Compensation for directors continues its slow and steady upward creep, but not everything is expected to be business as usual over the next couple of years.
The 2017–2018 Director Compensation Report—the 19th annual report on board pay authored by the compensation consulting firm Pearl Meyer and published by the National Association of Corporate Directors (NACD)—finds small pay increases and notable changes in the operating environment that could have a trickle-down effect on director pay in the near future.
Growth Across All Company Sizes
The report’s authors analyzed director pay information found in proxy statements or other financial disclosures filed with the U.S. Securities and Exchange Commission for fiscal years ending between Feb. 1, 2016, and Jan. 31, 2017. In all, Pearl Meyer analyzed data from 1,400 companies across 24 industries.

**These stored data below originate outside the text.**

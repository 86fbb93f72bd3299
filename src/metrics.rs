use lazy_static::lazy_static;
use prometheus::{Counter, Gauge, Histogram, register_counter, register_gauge, register_histogram};

lazy_static! {
    pub static ref REQUESTS_TOTAL: Counter =
        register_counter!("lm_dispatch_requests_total", "Total number of dispatched items").unwrap();
    pub static ref CACHE_HITS: Counter =
        register_counter!("lm_dispatch_cache_hits_total", "Total cache hits").unwrap();
    pub static ref CACHE_MISSES: Counter =
        register_counter!("lm_dispatch_cache_misses_total", "Total cache misses").unwrap();
    pub static ref RETRIES_TOTAL: Counter =
        register_counter!("lm_dispatch_retries_total", "Total retried provider calls").unwrap();
    pub static ref INFLIGHT_REQUESTS: Gauge =
        register_gauge!("lm_dispatch_inflight_requests", "Provider calls currently in flight").unwrap();
    pub static ref REQUEST_LATENCY: Histogram = register_histogram!(
        "lm_dispatch_request_latency_seconds",
        "Provider call latency in seconds"
    )
    .unwrap();
}
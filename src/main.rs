use clap::Parser;
use std::sync::Arc;
use tracing::{error, info};
use tracing_subscriber::EnvFilter;

use lm_dispatch::adapters::HttpAdapter;
use lm_dispatch::{Args, DispatchEngine, Prompt, RequestParameters};

#[tokio::main]
async fn main() {
    tracing_subscriber::fmt()
        .with_env_filter(EnvFilter::try_from_default_env().unwrap_or_else(|_| EnvFilter::new("info")))
        .init();

    let args = Args::parse();
    let config = args.to_config();

    let raw = std::fs::read_to_string(&args.prompts).expect("failed to read prompts file");
    let prompts: Vec<Prompt> = raw
        .lines()
        .filter(|line| !line.trim().is_empty())
        .map(Prompt::from)
        .collect();
    let total = prompts.len();

    let mut adapter = HttpAdapter::new(&args.endpoint);
    if let Some(key) = &args.api_key {
        adapter = adapter.with_api_key(key);
    }

    let engine = DispatchEngine::new(&args.model, Arc::new(adapter), config)
        .expect("failed to initialize dispatch engine")
        .on_progress(|done, total| info!("progress: {done}/{total}"));

    let parameters = RequestParameters {
        temperature: args.temperature,
        max_tokens: args.max_tokens,
        ..Default::default()
    };

    info!(
        "dispatching {total} prompts to {} (model {})",
        args.endpoint, args.model
    );

    match engine.run(prompts, &parameters).await {
        Ok(responses) => {
            let succeeded = responses.iter().filter(|r| r.is_success()).count();
            for response in &responses {
                println!("{}", serde_json::to_string(response).expect("response serializes"));
            }
            info!("batch finished: {succeeded}/{total} succeeded");
        }
        Err(err) => {
            error!(%err, "batch aborted");
            std::process::exit(1);
        }
    }
}
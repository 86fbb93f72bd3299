use async_trait::async_trait;
use std::sync::Arc;
use tokio::time::{Duration, sleep, timeout};
use tracing::warn;

use crate::error::DispatchError;
use crate::metrics::RETRIES_TOTAL;
use crate::models::{Completion, Request};

// Backoff never sleeps longer than this between attempts.
const MAX_BACKOFF: Duration = Duration::from_secs(20);

/// Provider seam. Implementations translate the canonical request into one
/// vendor call; the rest of the engine stays agnostic to the wire format.
#[async_trait]
pub trait Adapter: Send + Sync {
    async fn send(&self, request: &Request) -> Result<Completion, DispatchError>;
}

/// Wraps one provider call with a timeout, error classification and a
/// bounded exponential-backoff retry loop. Transient failures and timeouts
/// are retried up to `max_retries` times; validation and permanent
/// failures return immediately.
pub struct Executor {
    adapter: Arc<dyn Adapter>,
    timeout: Option<Duration>,
    max_retries: u32,
    backoff_base: Duration,
}

impl Executor {
    pub fn new(
        adapter: Arc<dyn Adapter>,
        timeout: Option<Duration>,
        max_retries: u32,
        backoff_base: Duration,
    ) -> Self {
        Self {
            adapter,
            timeout,
            max_retries,
            backoff_base,
        }
    }

    pub async fn execute(&self, request: &Request) -> Result<Completion, DispatchError> {
        let mut attempt: u32 = 0;
        loop {
            match self.attempt(request).await {
                Ok(completion) => return Ok(completion),
                Err(err) if err.is_transient() && attempt < self.max_retries => {
                    RETRIES_TOTAL.inc();
                    let delay = backoff_delay(self.backoff_base, attempt);
                    warn!(
                        model = %request.model,
                        attempt = attempt + 1,
                        delay_secs = delay.as_secs_f64(),
                        %err,
                        "transient failure, backing off"
                    );
                    sleep(delay).await;
                    attempt += 1;
                }
                Err(err) => return Err(err),
            }
        }
    }

    async fn attempt(&self, request: &Request) -> Result<Completion, DispatchError> {
        match self.timeout {
            Some(limit) => match timeout(limit, self.adapter.send(request)).await {
                Ok(result) => result,
                Err(_) => Err(DispatchError::Timeout(limit.as_secs())),
            },
            None => self.adapter.send(request).await,
        }
    }
}

fn backoff_delay(base: Duration, attempt: u32) -> Duration {
    base.saturating_mul(2u32.saturating_pow(attempt)).min(MAX_BACKOFF)
}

Across all companies included in the analysis, median director pay increased a modest 4 percent over the prior reporting year. Looking at companies by market capitalization, the smallest increases went to directors of micro-sized companies (those with revenues ranging from $50 million to $500 million), where median pay grew just 2 percent, from $120,286 to $123,230 (see Figure 1).
Small and medium-sized companies tied for the largest year-over-year median pay increases at 6 percent. That brought director pay up to $166,278 at small companies (those with revenues between $500 million and $1 billion), and to $192,250 at medium- sized ones (those with revenues between $1 billion and $2.5 billion). The low- to mid-single-digit increases in median director pay have been fairly consistent over the past six years, according to the report.
Committee Service and Pay
Most companies continue to provide additional compensation to directors for their committee membership. As is consistent with previous years’ data, members of the audit committee—which has a median of seven meetings annually, the highest of any committee—garner more than members of any other committee, no matter the company size (see Figure 2).
Fees paid to audit committee members could increase in the next couple of years, according to the report. The committee’s already high workload could increase as companies navigate the financial ramifications of the new tax law.
The New Tax Law and a Changing Environment
The Tax Cuts and Jobs Act of 2017, introduced by congressional Republicans late last year and signed into law by President Donald J. Trump, is having wide-ranging effects on businesses. Board pay programs are likely to change as a result of the law, the report states.
This is particularly true when it comes to the practice of deferring director fees. Deferral of compensation that gets paid out in the form of director fees has, over time, become something of a signal of good governance. Delaying payouts is seen as helping align directors’ interests with the long-term interests of shareholders. The practice was meant to provide potential tax relief to directors who were, at the time of their board service, employed full time: by deferring their director pay until after retirement, they could presumably take advantage of lower post-retirement tax rates.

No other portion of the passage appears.